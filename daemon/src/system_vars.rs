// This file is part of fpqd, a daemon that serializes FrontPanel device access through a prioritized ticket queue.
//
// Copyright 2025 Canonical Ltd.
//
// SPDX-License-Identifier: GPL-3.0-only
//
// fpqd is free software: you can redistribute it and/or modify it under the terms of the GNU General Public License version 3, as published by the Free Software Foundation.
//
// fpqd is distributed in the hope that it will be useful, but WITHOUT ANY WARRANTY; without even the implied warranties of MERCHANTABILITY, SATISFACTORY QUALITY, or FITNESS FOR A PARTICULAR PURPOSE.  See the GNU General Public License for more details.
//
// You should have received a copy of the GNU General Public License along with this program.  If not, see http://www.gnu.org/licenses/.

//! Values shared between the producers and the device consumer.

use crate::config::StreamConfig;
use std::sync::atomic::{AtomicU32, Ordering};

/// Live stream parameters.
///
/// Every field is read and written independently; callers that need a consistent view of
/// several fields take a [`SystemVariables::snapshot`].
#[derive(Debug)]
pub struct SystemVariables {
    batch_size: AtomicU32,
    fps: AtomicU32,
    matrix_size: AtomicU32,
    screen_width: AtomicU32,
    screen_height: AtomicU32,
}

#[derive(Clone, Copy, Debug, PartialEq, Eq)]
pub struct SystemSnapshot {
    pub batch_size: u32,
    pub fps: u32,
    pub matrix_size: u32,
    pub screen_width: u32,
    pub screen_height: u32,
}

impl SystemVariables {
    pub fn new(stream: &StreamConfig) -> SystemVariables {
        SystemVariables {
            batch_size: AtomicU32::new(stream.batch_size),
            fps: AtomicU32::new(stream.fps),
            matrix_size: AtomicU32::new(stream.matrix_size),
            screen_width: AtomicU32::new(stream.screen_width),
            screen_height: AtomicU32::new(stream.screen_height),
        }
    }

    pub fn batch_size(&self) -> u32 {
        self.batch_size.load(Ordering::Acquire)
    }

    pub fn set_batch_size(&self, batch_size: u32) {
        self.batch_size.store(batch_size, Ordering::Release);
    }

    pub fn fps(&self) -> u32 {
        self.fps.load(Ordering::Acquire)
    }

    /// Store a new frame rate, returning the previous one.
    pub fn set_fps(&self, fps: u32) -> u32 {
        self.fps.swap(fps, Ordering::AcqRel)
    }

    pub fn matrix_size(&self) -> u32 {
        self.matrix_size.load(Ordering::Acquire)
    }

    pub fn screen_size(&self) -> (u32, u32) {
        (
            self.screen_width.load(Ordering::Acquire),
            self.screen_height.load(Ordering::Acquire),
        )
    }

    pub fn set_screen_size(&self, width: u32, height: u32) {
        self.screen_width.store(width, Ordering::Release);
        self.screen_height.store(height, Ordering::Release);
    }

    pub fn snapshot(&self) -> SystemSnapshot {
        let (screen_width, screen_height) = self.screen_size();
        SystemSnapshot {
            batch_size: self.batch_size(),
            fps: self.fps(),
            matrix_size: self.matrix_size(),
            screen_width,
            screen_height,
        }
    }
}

---

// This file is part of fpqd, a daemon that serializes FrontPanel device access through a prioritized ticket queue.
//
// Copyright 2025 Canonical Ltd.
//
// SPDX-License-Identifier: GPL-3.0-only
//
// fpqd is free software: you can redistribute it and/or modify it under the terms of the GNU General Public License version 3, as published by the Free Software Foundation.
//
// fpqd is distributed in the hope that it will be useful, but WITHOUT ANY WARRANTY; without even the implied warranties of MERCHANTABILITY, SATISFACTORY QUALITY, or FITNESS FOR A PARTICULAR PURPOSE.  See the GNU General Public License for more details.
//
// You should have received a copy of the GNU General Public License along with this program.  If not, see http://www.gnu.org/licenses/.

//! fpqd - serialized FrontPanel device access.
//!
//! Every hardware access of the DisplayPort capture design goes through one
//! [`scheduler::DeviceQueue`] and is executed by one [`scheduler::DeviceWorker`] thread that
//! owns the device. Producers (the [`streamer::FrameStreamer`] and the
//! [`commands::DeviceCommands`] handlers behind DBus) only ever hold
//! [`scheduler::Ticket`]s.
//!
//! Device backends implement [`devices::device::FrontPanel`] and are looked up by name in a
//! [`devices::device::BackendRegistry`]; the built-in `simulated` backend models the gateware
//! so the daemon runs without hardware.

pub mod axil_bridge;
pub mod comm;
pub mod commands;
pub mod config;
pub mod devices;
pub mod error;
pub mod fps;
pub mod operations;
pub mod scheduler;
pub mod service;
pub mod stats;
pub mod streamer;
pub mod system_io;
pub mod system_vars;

--

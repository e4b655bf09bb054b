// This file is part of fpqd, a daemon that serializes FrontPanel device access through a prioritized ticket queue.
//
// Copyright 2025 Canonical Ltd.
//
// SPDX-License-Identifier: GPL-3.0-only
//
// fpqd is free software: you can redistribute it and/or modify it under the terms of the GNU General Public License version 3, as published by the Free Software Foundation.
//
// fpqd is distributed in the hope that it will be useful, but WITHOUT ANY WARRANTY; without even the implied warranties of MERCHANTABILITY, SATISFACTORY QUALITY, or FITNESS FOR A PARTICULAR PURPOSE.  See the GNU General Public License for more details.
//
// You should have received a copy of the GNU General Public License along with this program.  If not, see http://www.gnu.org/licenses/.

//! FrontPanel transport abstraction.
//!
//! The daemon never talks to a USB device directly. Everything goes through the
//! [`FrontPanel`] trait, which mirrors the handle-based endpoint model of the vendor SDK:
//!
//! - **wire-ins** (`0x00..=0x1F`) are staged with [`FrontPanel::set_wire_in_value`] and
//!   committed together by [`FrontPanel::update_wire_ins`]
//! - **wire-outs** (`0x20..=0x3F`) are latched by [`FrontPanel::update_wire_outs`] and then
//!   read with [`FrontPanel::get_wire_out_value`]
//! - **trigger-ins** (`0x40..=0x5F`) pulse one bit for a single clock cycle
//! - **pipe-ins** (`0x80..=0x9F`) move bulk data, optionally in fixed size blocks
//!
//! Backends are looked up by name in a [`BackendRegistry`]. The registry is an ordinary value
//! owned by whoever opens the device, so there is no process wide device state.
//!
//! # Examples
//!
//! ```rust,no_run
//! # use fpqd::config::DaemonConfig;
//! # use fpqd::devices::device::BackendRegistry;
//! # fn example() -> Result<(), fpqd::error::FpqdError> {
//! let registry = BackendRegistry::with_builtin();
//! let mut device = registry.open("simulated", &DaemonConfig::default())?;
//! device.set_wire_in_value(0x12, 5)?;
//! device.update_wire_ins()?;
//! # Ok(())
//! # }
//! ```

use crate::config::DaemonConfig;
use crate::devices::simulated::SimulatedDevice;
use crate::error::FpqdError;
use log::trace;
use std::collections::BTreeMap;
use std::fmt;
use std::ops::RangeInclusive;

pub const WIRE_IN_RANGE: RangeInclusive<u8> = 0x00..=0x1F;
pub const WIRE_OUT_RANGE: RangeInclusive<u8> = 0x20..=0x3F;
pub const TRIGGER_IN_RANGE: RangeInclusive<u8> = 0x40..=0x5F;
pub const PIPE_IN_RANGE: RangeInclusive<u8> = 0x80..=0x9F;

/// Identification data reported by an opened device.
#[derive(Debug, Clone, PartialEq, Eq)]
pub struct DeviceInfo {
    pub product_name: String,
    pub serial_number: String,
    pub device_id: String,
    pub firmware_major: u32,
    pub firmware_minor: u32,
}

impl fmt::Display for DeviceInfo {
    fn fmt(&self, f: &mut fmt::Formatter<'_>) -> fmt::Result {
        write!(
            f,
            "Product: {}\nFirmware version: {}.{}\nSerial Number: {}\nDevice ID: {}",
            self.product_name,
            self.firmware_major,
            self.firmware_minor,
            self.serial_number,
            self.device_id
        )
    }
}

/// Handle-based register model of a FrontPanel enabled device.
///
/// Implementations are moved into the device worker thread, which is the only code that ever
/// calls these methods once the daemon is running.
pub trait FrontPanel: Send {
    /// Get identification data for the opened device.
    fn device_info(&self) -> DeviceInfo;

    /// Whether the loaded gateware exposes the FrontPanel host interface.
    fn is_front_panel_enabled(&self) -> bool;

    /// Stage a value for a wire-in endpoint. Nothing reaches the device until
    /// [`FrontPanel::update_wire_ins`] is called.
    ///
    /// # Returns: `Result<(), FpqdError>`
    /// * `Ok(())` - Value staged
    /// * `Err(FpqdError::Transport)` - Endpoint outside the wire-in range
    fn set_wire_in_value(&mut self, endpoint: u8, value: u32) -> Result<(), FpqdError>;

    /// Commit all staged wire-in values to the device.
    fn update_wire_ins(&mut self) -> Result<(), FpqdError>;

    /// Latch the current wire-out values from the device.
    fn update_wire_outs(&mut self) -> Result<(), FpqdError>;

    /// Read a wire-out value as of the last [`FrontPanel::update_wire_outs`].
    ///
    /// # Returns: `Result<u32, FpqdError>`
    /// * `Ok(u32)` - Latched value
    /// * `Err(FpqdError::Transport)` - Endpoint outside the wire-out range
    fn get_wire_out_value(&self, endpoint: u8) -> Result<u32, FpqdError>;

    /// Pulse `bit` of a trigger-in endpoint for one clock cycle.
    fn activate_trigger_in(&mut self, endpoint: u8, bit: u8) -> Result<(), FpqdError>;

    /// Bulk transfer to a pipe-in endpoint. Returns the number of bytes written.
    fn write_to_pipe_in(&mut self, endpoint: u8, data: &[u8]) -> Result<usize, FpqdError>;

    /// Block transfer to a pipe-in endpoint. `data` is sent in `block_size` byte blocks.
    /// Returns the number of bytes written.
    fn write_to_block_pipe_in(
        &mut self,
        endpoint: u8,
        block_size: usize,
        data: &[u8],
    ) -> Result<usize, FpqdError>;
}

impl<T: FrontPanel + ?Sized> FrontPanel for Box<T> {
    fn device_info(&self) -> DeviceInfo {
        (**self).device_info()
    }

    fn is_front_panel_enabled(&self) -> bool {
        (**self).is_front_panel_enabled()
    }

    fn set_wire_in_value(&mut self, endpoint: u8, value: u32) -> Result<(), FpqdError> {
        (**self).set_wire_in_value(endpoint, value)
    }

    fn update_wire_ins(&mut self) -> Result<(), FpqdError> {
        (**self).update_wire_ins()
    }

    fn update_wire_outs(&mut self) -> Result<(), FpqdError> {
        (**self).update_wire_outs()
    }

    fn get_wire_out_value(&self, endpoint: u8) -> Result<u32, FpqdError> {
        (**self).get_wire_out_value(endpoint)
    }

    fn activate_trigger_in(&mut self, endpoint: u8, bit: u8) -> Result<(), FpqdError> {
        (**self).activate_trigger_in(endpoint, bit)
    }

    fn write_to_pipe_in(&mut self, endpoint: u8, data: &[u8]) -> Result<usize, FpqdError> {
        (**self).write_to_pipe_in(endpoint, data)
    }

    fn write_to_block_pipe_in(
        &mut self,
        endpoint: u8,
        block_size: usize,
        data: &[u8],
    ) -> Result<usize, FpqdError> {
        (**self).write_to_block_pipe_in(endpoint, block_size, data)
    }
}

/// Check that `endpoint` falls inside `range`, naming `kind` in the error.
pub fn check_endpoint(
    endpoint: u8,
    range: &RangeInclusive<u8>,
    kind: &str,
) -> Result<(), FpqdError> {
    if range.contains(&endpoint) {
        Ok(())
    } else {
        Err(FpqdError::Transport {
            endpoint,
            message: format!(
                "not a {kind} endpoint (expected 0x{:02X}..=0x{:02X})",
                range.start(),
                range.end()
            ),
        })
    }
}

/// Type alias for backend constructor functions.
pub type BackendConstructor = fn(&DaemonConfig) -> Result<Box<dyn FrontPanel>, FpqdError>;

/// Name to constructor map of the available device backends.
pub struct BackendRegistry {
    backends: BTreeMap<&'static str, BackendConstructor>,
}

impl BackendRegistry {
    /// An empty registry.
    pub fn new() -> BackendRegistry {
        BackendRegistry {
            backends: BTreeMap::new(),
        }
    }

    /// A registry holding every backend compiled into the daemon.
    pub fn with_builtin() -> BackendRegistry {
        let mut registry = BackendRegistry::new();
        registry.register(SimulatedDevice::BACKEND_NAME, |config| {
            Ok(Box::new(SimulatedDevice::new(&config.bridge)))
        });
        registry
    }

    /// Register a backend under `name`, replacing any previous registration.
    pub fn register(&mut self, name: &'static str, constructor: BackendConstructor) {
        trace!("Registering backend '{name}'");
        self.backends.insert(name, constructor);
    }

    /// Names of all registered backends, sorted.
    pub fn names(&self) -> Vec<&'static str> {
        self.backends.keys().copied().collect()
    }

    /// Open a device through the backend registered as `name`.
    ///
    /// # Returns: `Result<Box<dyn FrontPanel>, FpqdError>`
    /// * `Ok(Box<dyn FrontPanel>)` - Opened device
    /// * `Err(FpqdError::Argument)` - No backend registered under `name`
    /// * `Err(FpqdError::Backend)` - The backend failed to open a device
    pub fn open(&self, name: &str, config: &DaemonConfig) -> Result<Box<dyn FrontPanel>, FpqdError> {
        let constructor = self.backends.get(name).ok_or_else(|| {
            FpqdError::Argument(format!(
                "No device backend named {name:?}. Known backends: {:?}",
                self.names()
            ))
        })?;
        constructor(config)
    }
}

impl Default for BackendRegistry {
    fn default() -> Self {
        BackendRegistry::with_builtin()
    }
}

* Aim of the exercise:
Return every line of the records in which the word "Ordering" is found.

* Answer to this task:
use std::sync::atomic::{AtomicU32, Ordering};
        self.batch_size.load(Ordering::Acquire)
        self.batch_size.store(batch_size, Ordering::Release);
        self.fps.load(Ordering::Acquire)
        self.fps.swap(fps, Ordering::AcqRel)
        self.matrix_size.load(Ordering::Acquire)
            self.screen_width.load(Ordering::Acquire),
            self.screen_height.load(Ordering::Acquire),
        self.screen_width.store(width, Ordering::Release);
        self.screen_height.store(height, Ordering::Release);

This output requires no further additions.